Las más simples y llanas aspiraciones personales pueden ser para muchas mujeres del mundo tan solo un sueño: ser tratadas con respeto; trabajar por el pan y la vida; iluminar su entendimiento con las bellezas del saber, aquellas de las que hablaba Sor Juana, la que no estimó más tesoros ni riquezas que las que se colocan en el pensamiento para que «el vaso», en claves martianas, «no sea más que la flor».

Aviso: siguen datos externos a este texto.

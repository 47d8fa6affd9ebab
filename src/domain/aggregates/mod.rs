//! Aggregates module
pub mod cart;
pub mod order;
pub mod product;
pub mod returns;

pub use cart::{Cart, CartError, CartItem};
pub use order::{Address, LineItem, Order, OrderError, OrderStatus};
pub use product::{Product, ProductError, ProductStatus};
pub use returns::{RefundStatus, ReturnError, ReturnRequest, ReturnStatus};
//! Haveli Commerce
//!
//! Self-hosted furniture e-commerce service.
//!
//! ## Features
//! - Furniture catalog with categories and merchandising flags
//! - Shopping cart and checkout with GST-inclusive pricing
//! - Distance-based shipping quotes with admin zone overrides
//! - Order tracking and return handling

use thiserror::Error;

pub mod domain;

// =============================================================================
// Error Types
// =============================================================================

#[derive(Error, Debug)]
pub enum StoreError {
    #[error("Product not found")]
    ProductNotFound,

    #[error("Order not found")]
    OrderNotFound,

    #[error("Cart is empty")]
    EmptyCart,

    #[error("Insufficient inventory for {sku}")]
    InsufficientInventory { sku: String },

    #[error("Invalid quantity")]
    InvalidQuantity,

    #[error("Storage error: {0}")]
    Storage(#[from] sqlx::Error),
}

pub type Result<T> = std::result::Result<T, StoreError>;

De ninguna de esas dichas carece la mujer cubana. Culta, emancipada, laboriosa, enamorada de sus seres queridos y de esa madre mayor que los buenos hijos llaman Patria, sabe al dedillo lo que vale y lo que le han de valer los derechos a la existencia venturosa que hoy la regocijan. Esas probadas alegrías no fueron verdades de siempre. Hombres ¡y mujeres! terrenales, resueltos a eternizarlas, ofrecieron y ofrecen sus fuerzas al mejoramiento humano y a la utilidad de la virtud.

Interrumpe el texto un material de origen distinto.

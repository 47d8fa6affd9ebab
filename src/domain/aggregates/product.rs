//! Product Aggregate

use crate::domain::events::{DomainEvent, ProductEvent};
use crate::domain::value_objects::{Money, Quantity, Sku};
use chrono::{DateTime, Utc};
use rust_decimal::{Decimal, RoundingStrategy};
use thiserror::Error;
use uuid::Uuid;

#[derive(Clone, Debug)]
pub struct Product {
    id: String,
    sku: Sku,
    name: String,
    slug: String,
    description: String,
    price: Money,
    compare_at_price: Option<Money>,
    material: Option<String>,
    room_type: Option<String>,
    specifications: Specifications,
    inventory: Quantity,
    status: ProductStatus,
    categories: Vec<String>,
    tags: Vec<String>,
    images: Vec<ProductImage>,
    rating: Decimal,
    review_count: u32,
    is_featured: bool,
    is_new: bool,
    is_bestseller: bool,
    created_at: DateTime<Utc>,
    updated_at: DateTime<Utc>,
    events: Vec<DomainEvent>,
}

/// Furniture spec sheet shown on the product page.
#[derive(Clone, Debug, Default)]
pub struct Specifications {
    pub dimensions: Option<String>,
    pub weight: Option<String>,
    pub material: Option<String>,
    pub color: Option<String>,
    pub warranty: Option<String>,
}

#[derive(Clone, Debug)]
pub struct ProductImage {
    pub url: String,
    pub alt: Option<String>,
    pub position: u32,
}

#[derive(Clone, Debug, Default, PartialEq, Eq)]
pub enum ProductStatus {
    #[default]
    Draft,
    Active,
    Archived,
}

impl Product {
    pub fn create(sku: Sku, name: impl Into<String>, price: Money) -> Self {
        let id = Uuid::new_v4().to_string();
        let name = name.into();
        let slug = slugify(&name);
        let now = Utc::now();
        let mut product = Self {
            id: id.clone(),
            sku: sku.clone(),
            name,
            slug,
            description: String::new(),
            price,
            compare_at_price: None,
            material: None,
            room_type: None,
            specifications: Specifications::default(),
            inventory: Quantity::default(),
            status: ProductStatus::Draft,
            categories: vec![],
            tags: vec![],
            images: vec![],
            rating: Decimal::ZERO,
            review_count: 0,
            is_featured: false,
            is_new: false,
            is_bestseller: false,
            created_at: now,
            updated_at: now,
            events: vec![],
        };
        product.raise_event(DomainEvent::Product(ProductEvent::Created {
            product_id: id,
            sku,
        }));
        product
    }

    pub fn id(&self) -> &str {
        &self.id
    }
    pub fn sku(&self) -> &Sku {
        &self.sku
    }
    pub fn name(&self) -> &str {
        &self.name
    }
    pub fn slug(&self) -> &str {
        &self.slug
    }
    pub fn price(&self) -> &Money {
        &self.price
    }
    pub fn compare_at_price(&self) -> Option<&Money> {
        self.compare_at_price.as_ref()
    }
    pub fn specifications(&self) -> &Specifications {
        &self.specifications
    }
    pub fn material(&self) -> Option<&str> {
        self.material.as_deref()
    }
    pub fn room_type(&self) -> Option<&str> {
        self.room_type.as_deref()
    }
    pub fn is_featured(&self) -> bool {
        self.is_featured
    }
    pub fn is_new(&self) -> bool {
        self.is_new
    }
    pub fn is_bestseller(&self) -> bool {
        self.is_bestseller
    }
    pub fn inventory(&self) -> &Quantity {
        &self.inventory
    }
    pub fn status(&self) -> &ProductStatus {
        &self.status
    }
    pub fn rating(&self) -> Decimal {
        self.rating
    }
    pub fn review_count(&self) -> u32 {
        self.review_count
    }
    pub fn is_in_stock(&self) -> bool {
        !self.inventory.is_zero()
    }

    pub fn set_catalog_details(
        &mut self,
        material: Option<String>,
        room_type: Option<String>,
        specifications: Specifications,
    ) {
        self.material = material;
        self.room_type = room_type;
        self.specifications = specifications;
        self.touch();
    }

    /// Strike-through price. Must exceed the selling price to show a discount.
    pub fn set_compare_at_price(&mut self, compare_at: Option<Money>) {
        self.compare_at_price = compare_at;
        self.touch();
    }

    /// Percentage off the compare-at price, rounded to whole percent.
    /// None when there is no compare-at price or no actual markdown.
    pub fn discount_percent(&self) -> Option<Decimal> {
        let compare_at = self.compare_at_price.as_ref()?;
        if compare_at.amount() <= self.price.amount() || compare_at.amount().is_zero() {
            return None;
        }
        let fraction = (compare_at.amount() - self.price.amount()) / compare_at.amount();
        Some(
            (fraction * Decimal::ONE_HUNDRED)
                .round_dp_with_strategy(0, RoundingStrategy::MidpointAwayFromZero),
        )
    }

    pub fn set_merchandising(&mut self, is_featured: bool, is_new: bool, is_bestseller: bool) {
        self.is_featured = is_featured;
        self.is_new = is_new;
        self.is_bestseller = is_bestseller;
        self.touch();
    }

    /// Fold a new review score into the running average.
    pub fn record_review(&mut self, score: Decimal) {
        let count = Decimal::from(self.review_count);
        self.rating = ((self.rating * count) + score) / (count + Decimal::ONE);
        self.review_count += 1;
        self.touch();
    }

    pub fn publish(&mut self) -> Result<(), ProductError> {
        if self.name.is_empty() {
            return Err(ProductError::MissingName);
        }
        self.status = ProductStatus::Active;
        self.touch();
        self.raise_event(DomainEvent::Product(ProductEvent::Published {
            product_id: self.id.clone(),
        }));
        Ok(())
    }

    pub fn archive(&mut self) {
        self.status = ProductStatus::Archived;
        self.touch();
    }

    pub fn update_price(&mut self, new_price: Money) {
        self.price = new_price;
        self.touch();
    }

    pub fn add_inventory(&mut self, qty: u32) {
        self.inventory = self.inventory.add(qty);
        self.touch();
        self.raise_event(DomainEvent::Product(ProductEvent::InventoryAdded {
            product_id: self.id.clone(),
            quantity: qty,
        }));
    }

    pub fn remove_inventory(&mut self, qty: u32) -> Result<(), ProductError> {
        self.inventory = self
            .inventory
            .subtract(qty)
            .ok_or(ProductError::InsufficientInventory)?;
        self.touch();
        self.raise_event(DomainEvent::Product(ProductEvent::InventoryRemoved {
            product_id: self.id.clone(),
            quantity: qty,
        }));
        Ok(())
    }

    pub fn take_events(&mut self) -> Vec<DomainEvent> {
        std::mem::take(&mut self.events)
    }
    fn raise_event(&mut self, e: DomainEvent) {
        self.events.push(e);
    }
    fn touch(&mut self) {
        self.updated_at = Utc::now();
    }
}

/// URL slug from the display name, storefront style.
pub fn slugify(name: &str) -> String {
    name.to_lowercase()
        .chars()
        .map(|c| if c.is_ascii_alphanumeric() { c } else { '-' })
        .collect::<String>()
        .split('-')
        .filter(|s| !s.is_empty())
        .collect::<Vec<_>>()
        .join("-")
}

#[derive(Error, Debug, Clone)]
pub enum ProductError {
    #[error("Missing name")]
    MissingName,
    #[error("Insufficient inventory")]
    InsufficientInventory,
}

#[cfg(test)]
mod tests {
    use super::*;

    fn sofa() -> Product {
        Product::create(
            Sku::new("HVL-SOF-02").unwrap(),
            "Terracotta Modern Sofa",
            Money::inr(Decimal::new(64_999, 0)),
        )
    }

    #[test]
    fn create_slugs_the_name() {
        let p = sofa();
        assert_eq!(p.slug(), "terracotta-modern-sofa");
        assert_eq!(p.status(), &ProductStatus::Draft);
    }

    #[test]
    fn discount_percent_from_compare_at() {
        let mut p = sofa();
        p.set_compare_at_price(Some(Money::inr(Decimal::new(79_999, 0))));
        // (79999 - 64999) / 79999 = 18.75% -> 19
        assert_eq!(p.discount_percent(), Some(Decimal::new(19, 0)));
    }

    #[test]
    fn no_discount_when_compare_at_is_not_higher() {
        let mut p = sofa();
        assert_eq!(p.discount_percent(), None);
        p.set_compare_at_price(Some(Money::inr(Decimal::new(64_999, 0))));
        assert_eq!(p.discount_percent(), None);
    }

    #[test]
    fn review_average_is_running() {
        let mut p = sofa();
        p.record_review(Decimal::new(5, 0));
        p.record_review(Decimal::new(4, 0));
        assert_eq!(p.review_count(), 2);
        assert_eq!(p.rating(), Decimal::new(45, 1));
    }

    #[test]
    fn catalog_details_and_merchandising() {
        let mut p = sofa();
        p.set_catalog_details(
            Some("Cotton-Linen Blend Upholstery".into()),
            Some("Living Room".into()),
            Specifications {
                dimensions: Some("210cm x 88cm x 82cm".into()),
                warranty: Some("5 Years".into()),
                ..Specifications::default()
            },
        );
        p.set_merchandising(true, false, true);
        assert_eq!(p.room_type(), Some("Living Room"));
        assert!(p.is_featured());
        assert!(!p.is_new());
        assert!(p.is_bestseller());
        assert_eq!(p.specifications().warranty.as_deref(), Some("5 Years"));
    }

    #[test]
    fn inventory_flow() {
        let mut p = sofa();
        p.add_inventory(10);
        assert!(p.is_in_stock());
        p.remove_inventory(5).unwrap();
        assert_eq!(p.inventory().value(), 5);
        assert!(p.remove_inventory(6).is_err());
    }

    #[test]
    fn publish_requires_a_name() {
        let mut p = sofa();
        p.publish().unwrap();
        assert_eq!(p.status(), &ProductStatus::Active);
    }
}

Más de 150 años tienen ya los sucesos que cambiaron el curso de la Historia, pero desde entonces, las hubo que empuñaron armas, curaron a sus hijos heridos, usaron sus ardides para apoyar a los rebeldes, engrosaron las filas de la masa estudiantil, las que se jugaron la vida por construir un mundo sin manquedades ni oprobios.
La luz de 1959 las hizo maestras, doctoras, investigadoras, deportistas,
combatientes, madres e hijas felices. La natural dulzura femenina fue escudo para engranar los resortes del bien en pos de una nación.
De esa estirpe es Asela de los Santos, la extraordinaria mujer –combatiente clandestina; pedagoga incansable que asumió ingentes labores en el campo de la didáctica y la metodología, para conseguir programas docentes a la altura de los tiempos que corrían, la desposada con la Revolución; Heroína del Trabajo de la República de Cuba– que en vano nos dice adiós, porque vive en todo lo bueno que somos. Sin entregas como la suya –y volviendo a las primeras líneas– la plenitud de la mujer cubana no pasaría de ser un sueño.